§ **EXERCISE DATA**

════════════════

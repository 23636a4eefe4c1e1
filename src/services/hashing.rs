use argon2::{
    password_hash::{rand_core::OsRng, PasswordHash, PasswordHasher, PasswordVerifier, SaltString},
    Algorithm, Argon2, Params, Version,
};

pub const MIN_PASSWORD_LENGTH: usize = 8;

#[derive(Debug, thiserror::Error)]
pub enum HashingError {
    #[error("weak password, must be at least {min} characters")]
    TooShort { min: usize },

    #[error("hashing failed: {0}")]
    Hash(String),
}

// Tuned parameters: faster but still secure
// m=8MB, t=2 iterations, p=1 parallelism
fn get_argon2() -> Result<Argon2<'static>, HashingError> {
    let params = Params::new(8192, 2, 1, None).map_err(|e| HashingError::Hash(e.to_string()))?;
    Ok(Argon2::new(Algorithm::Argon2id, Version::V0x13, params))
}

fn hash(secret: &str) -> Result<String, HashingError> {
    let salt = SaltString::generate(&mut OsRng);
    let hash = get_argon2()?
        .hash_password(secret.as_bytes(), &salt)
        .map_err(|e| HashingError::Hash(e.to_string()))?;
    Ok(hash.to_string())
}

fn verify(secret: &str, digest: &str) -> bool {
    let Ok(parsed_hash) = PasswordHash::new(digest) else {
        return false;
    };
    match get_argon2() {
        Ok(argon2) => argon2.verify_password(secret.as_bytes(), &parsed_hash).is_ok(),
        Err(_) => false,
    }
}

/// Account passwords. Shorter than [`MIN_PASSWORD_LENGTH`] is a validation failure.
pub fn hash_password(password: &str) -> Result<String, HashingError> {
    if password.chars().count() < MIN_PASSWORD_LENGTH {
        return Err(HashingError::TooShort {
            min: MIN_PASSWORD_LENGTH,
        });
    }
    hash(password)
}

pub fn verify_password(password: &str, digest: &str) -> bool {
    verify(password, digest)
}

/// Shared mathematician secrets.
pub fn hash_secret(secret: &str) -> Result<String, HashingError> {
    hash(secret)
}

pub fn verify_secret(secret: &str, digest: &str) -> bool {
    verify(secret, digest)
}

/// Numeric developer codes.
pub fn hash_code(code: u32) -> Result<String, HashingError> {
    hash(&code.to_string())
}

pub fn verify_code(code: u32, digest: &str) -> bool {
    verify(&code.to_string(), digest)
}
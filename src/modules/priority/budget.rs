use serde::{Deserialize, Serialize};
use std::fmt;
use std::str::FromStr;

use crate::error::AppError;

/// Extras above this share of income are flagged even when the total fits.
const EXTRAS_CEILING: f64 = 0.49;
/// A total below this share of income counts as a healthy budget.
const HEALTHY_CEILING: f64 = 0.8;

#[derive(Debug, Clone, Copy, PartialEq, Eq, Serialize, Deserialize)]
#[serde(rename_all = "lowercase")]
pub enum Verdict {
    Danger,
    Unsafe,
    Perfect,
    Okay,
}

impl Verdict {
    pub fn as_str(&self) -> &'static str {
        match self {
            Self::Danger => "danger",
            Self::Unsafe => "unsafe",
            Self::Perfect => "perfect",
            Self::Okay => "okay",
        }
    }
}

impl fmt::Display for Verdict {
    fn fmt(&self, f: &mut fmt::Formatter<'_>) -> fmt::Result {
        f.write_str(self.as_str())
    }
}

impl FromStr for Verdict {
    type Err = AppError;

    fn from_str(s: &str) -> Result<Self, Self::Err> {
        match s.trim().to_ascii_lowercase().as_str() {
            "danger" => Ok(Self::Danger),
            "unsafe" => Ok(Self::Unsafe),
            "perfect" => Ok(Self::Perfect),
            "okay" => Ok(Self::Okay),
            other => Err(AppError::Validation(format!(
                "unknown verdict '{}', expected danger, unsafe, perfect or okay",
                other
            ))),
        }
    }
}

#[derive(Debug, Clone, PartialEq)]
pub struct Assessment {
    pub verdict: Verdict,
    pub message: String,
    pub detail: String,
}

fn round2(value: f64) -> f64 {
    (value * 100.0).round() / 100.0
}

/// Grades a monthly budget against income. Rules apply in order and the
/// first match wins.
pub fn evaluate_budget(essentials: f64, extras: f64, income: f64) -> Assessment {
    let total = essentials + extras;

    if total > income {
        Assessment {
            verdict: Verdict::Danger,
            message: "your budget will put you in debt".to_string(),
            detail: format!("total expenses: {}", total),
        }
    } else if total == income {
        Assessment {
            verdict: Verdict::Unsafe,
            message: "your budget will leave you with no savings".to_string(),
            detail: format!("total expenses: {}", total),
        }
    } else if extras > income * EXTRAS_CEILING {
        Assessment {
            verdict: Verdict::Unsafe,
            message: "prioritize savings, extras should never consume half of your income"
                .to_string(),
            detail: format!("budget of non-essentials: {}", extras),
        }
    } else if total < income * HEALTHY_CEILING {
        Assessment {
            verdict: Verdict::Perfect,
            message: format!(
                "congratulations, you have a budget of {} against an income of {}",
                total, income
            ),
            detail: format!("savings after budget: {}", round2(income - total)),
        }
    } else {
        Assessment {
            verdict: Verdict::Okay,
            message: "your budget is within range, but consider increasing your savings"
                .to_string(),
            detail: format!("total expenses: {}", total),
        }
    }
}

════════════════

§ **WHAT YOU SHOULD DO**
Across the entries above, find the lines with the string "income" and copy them.

§ **OUTPUT BELOW**
/// Extras above this share of income are flagged even when the total fits.
/// A total below this share of income counts as a healthy budget.
/// Grades a monthly budget against income. Rules apply in order and the
pub fn evaluate_budget(essentials: f64, extras: f64, income: f64) -> Assessment {
    if total > income {
    } else if total == income {
    } else if extras > income * EXTRAS_CEILING {
            message: "prioritize savings, extras should never consume half of your income"
    } else if total < income * HEALTHY_CEILING {
                "congratulations, you have a budget of {} against an income of {}",
                total, income
            detail: format!("savings after budget: {}", round2(income - total)),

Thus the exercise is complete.